Leaders of Russia, China and four ex-Soviet states will gather on Thursday to strengthen an alliance aimed at maintaining control over Central Asia, a region with energy resources coveted by the West.

The six members of the Shanghai Cooperation Organisation (SCO) are expected to sign an agreement at their summit in the Kyrgyz capital, Bishkek, tying members into an "energy club", and to strengthen military ties.

Initially set up to fix border problems with China left after the collapse of the Soviet Union, the SCO includes the ex-Soviet Central Asian states of Kazakhstan, Kyrgyzstan, Tajikistan and Uzbekistan.

But Russia and China, which both share borders with Central Asian countries, are the group's dominant players.

The summit takes place against a backdrop of growing international rivalry for access to Central Asian oil and gas.

The region is seen by the United States and Europe as a promising alternative energy source which would help ease tight world oil markets and reduce their dependence on Russia.

But China, whose booming economy requires increasing energy supplies, also eyes Central Asian resources, while Russia wants to keep a stranglehold on export routes taking oil and gas from the region West.

Earlier this year, Russia, Turkmenistan, Kazakhstan and Uzbekistan signed a deal to revive and expand a Soviet-era system to deliver gas from the Caspian region.

That deal could undermine Western plans for an alternative export route across the Caspian Sea, bypassing Russia.

In a sign of mounting competition, U.S. Assistant Secretary of State Daniel Sullivan on Tuesday urged Turkmenistan, a major Central Asian gas producer, to diversify its energy routes away from Russia and promised deeper cooperation with U.S. companies.

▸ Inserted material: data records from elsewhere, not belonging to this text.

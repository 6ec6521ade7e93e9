//! Dedicated worker thread that sweeps the score cache periodically.

use std::sync::Arc;
use std::sync::mpsc::{self, Receiver, RecvTimeoutError, Sender};
use std::thread::{self, JoinHandle};
use std::time::Duration;

use log::{debug, info, warn};

use crate::cache::ScoreCache;
use crate::error::RefreshError;

const WORKER_NAME: &str = "saferoute-cache-refresh";

/// Handle to a running sweep worker.
///
/// Dropping the handle without calling [`RefreshWorker::stop`] disconnects
/// the stop channel, which also ends the worker after its current sweep.
pub(crate) struct RefreshWorker {
    stop: Sender<()>,
    handle: JoinHandle<()>,
}

impl RefreshWorker {
    pub(crate) fn spawn(cache: Arc<ScoreCache>, interval: Duration) -> Result<Self, RefreshError> {
        let (stop, signal) = mpsc::channel();
        let handle = thread::Builder::new()
            .name(WORKER_NAME.to_owned())
            .spawn(move || run(&cache, &signal, interval))
            .map_err(|source| RefreshError::Spawn { source })?;
        info!("started cache refresh worker (interval {interval:?})");
        Ok(Self { stop, handle })
    }

    /// Wake the worker, ask it to exit and wait for it.
    pub(crate) fn stop(self) {
        if self.stop.send(()).is_err() {
            debug!("cache refresh worker had already exited");
        }
        if self.handle.join().is_err() {
            warn!("cache refresh worker panicked");
        } else {
            info!("stopped cache refresh worker");
        }
    }
}

fn run(cache: &ScoreCache, signal: &Receiver<()>, interval: Duration) {
    loop {
        match signal.recv_timeout(interval) {
            Err(RecvTimeoutError::Timeout) => {
                let report = cache.sweep();
                debug!(
                    "cache sweep evicted {} and refreshed {} entries",
                    report.evicted, report.refreshed
                );
            }
            Ok(()) | Err(RecvTimeoutError::Disconnected) => break,
        }
    }
}
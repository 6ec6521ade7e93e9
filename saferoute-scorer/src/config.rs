//! Engine configuration.

use std::time::Duration;

use chrono::TimeDelta;
use saferoute_core::ComponentWeights;

/// Default lifetime of a cached real-time score, in seconds.
const DEFAULT_CACHE_TTL_SECS: i64 = 5 * 60;

/// Default pause between background cache sweeps, in seconds.
const DEFAULT_SWEEP_INTERVAL_SECS: u64 = 30;

/// Default radius searched for nearby high-risk areas, in kilometres.
pub const DEFAULT_NEARBY_RISK_RADIUS_KM: f64 = 1.0;

/// Configuration for [`SafetyScoringEngine`](crate::SafetyScoringEngine).
///
/// # Examples
/// ```
/// use std::time::Duration;
/// use saferoute_scorer::EngineConfig;
///
/// let config = EngineConfig::default().with_sweep_interval(Duration::from_secs(5));
/// assert_eq!(config.sweep_interval, Duration::from_secs(5));
/// assert_eq!(config.cache_ttl.num_minutes(), 5);
/// ```
#[derive(Debug, Clone, PartialEq)]
pub struct EngineConfig {
    /// How long a real-time score stays cached, measured on the engine clock.
    pub cache_ttl: TimeDelta,
    /// Pause between background sweeps.
    pub sweep_interval: Duration,
    /// Radius used for nearby-risk alerts.
    pub nearby_risk_radius_km: f64,
    /// Weights of the overall blend.
    pub weights: ComponentWeights,
}

impl Default for EngineConfig {
    fn default() -> Self {
        Self {
            cache_ttl: TimeDelta::seconds(DEFAULT_CACHE_TTL_SECS),
            sweep_interval: Duration::from_secs(DEFAULT_SWEEP_INTERVAL_SECS),
            nearby_risk_radius_km: DEFAULT_NEARBY_RISK_RADIUS_KM,
            weights: ComponentWeights::default(),
        }
    }
}

impl EngineConfig {
    /// Set the cache lifetime.
    #[must_use]
    pub const fn with_cache_ttl(mut self, cache_ttl: TimeDelta) -> Self {
        self.cache_ttl = cache_ttl;
        self
    }

    /// Set the background sweep interval.
    #[must_use]
    pub const fn with_sweep_interval(mut self, sweep_interval: Duration) -> Self {
        self.sweep_interval = sweep_interval;
        self
    }

    /// Set the nearby-risk radius.
    #[must_use]
    pub const fn with_nearby_risk_radius_km(mut self, radius_km: f64) -> Self {
        self.nearby_risk_radius_km = radius_km;
        self
    }

    /// Replace the component weights.
    #[must_use]
    pub const fn with_weights(mut self, weights: ComponentWeights) -> Self {
        self.weights = weights;
        self
    }
}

A Kremlin source said the Bishkek summit will discuss establishing the grouping's own ground rules in regional energy -- something Russia has failed to do with the European Union.

"The participants will focus on forming a joint vision of ways to strengthen cooperation in the energy sector, including the creation of an SCO Energy Club," he said.

The source said a special cooperation agreement was expected to be signed in Bishkek.


GROUPS EXPANDS

The SCO has also expanded after India, Pakistan, Iran and Mongolia joined it as observers. Leaders of Turkmenistan and Afghanistan will attend the Bishkek summit as guests.

A senior Russian diplomat said the SCO will try to bring Turkmenistan, showing signs of emerging from isolation after leader Saparmurat Niyazov died last year, into the group.

"The SCO has an objective interest in Turkmenistan," Russian Deputy Foreign Minister Andrei Denisov said in an interview in the Russian media earlier this week.

Security cooperation in the region, where many governments face separatist problems, is another key topic at the summit.

The SCO summit coincides with unprecedented joint military exercises in Russia's Ural mountains. More than 3,000 Russian and Chinese troops backed by detachments from other group members are rehearsing quashing a separatist rebellion.

The SCO leaders are expected to attend the culmination of the war games near the Russian city of Chelyabinsk on Friday.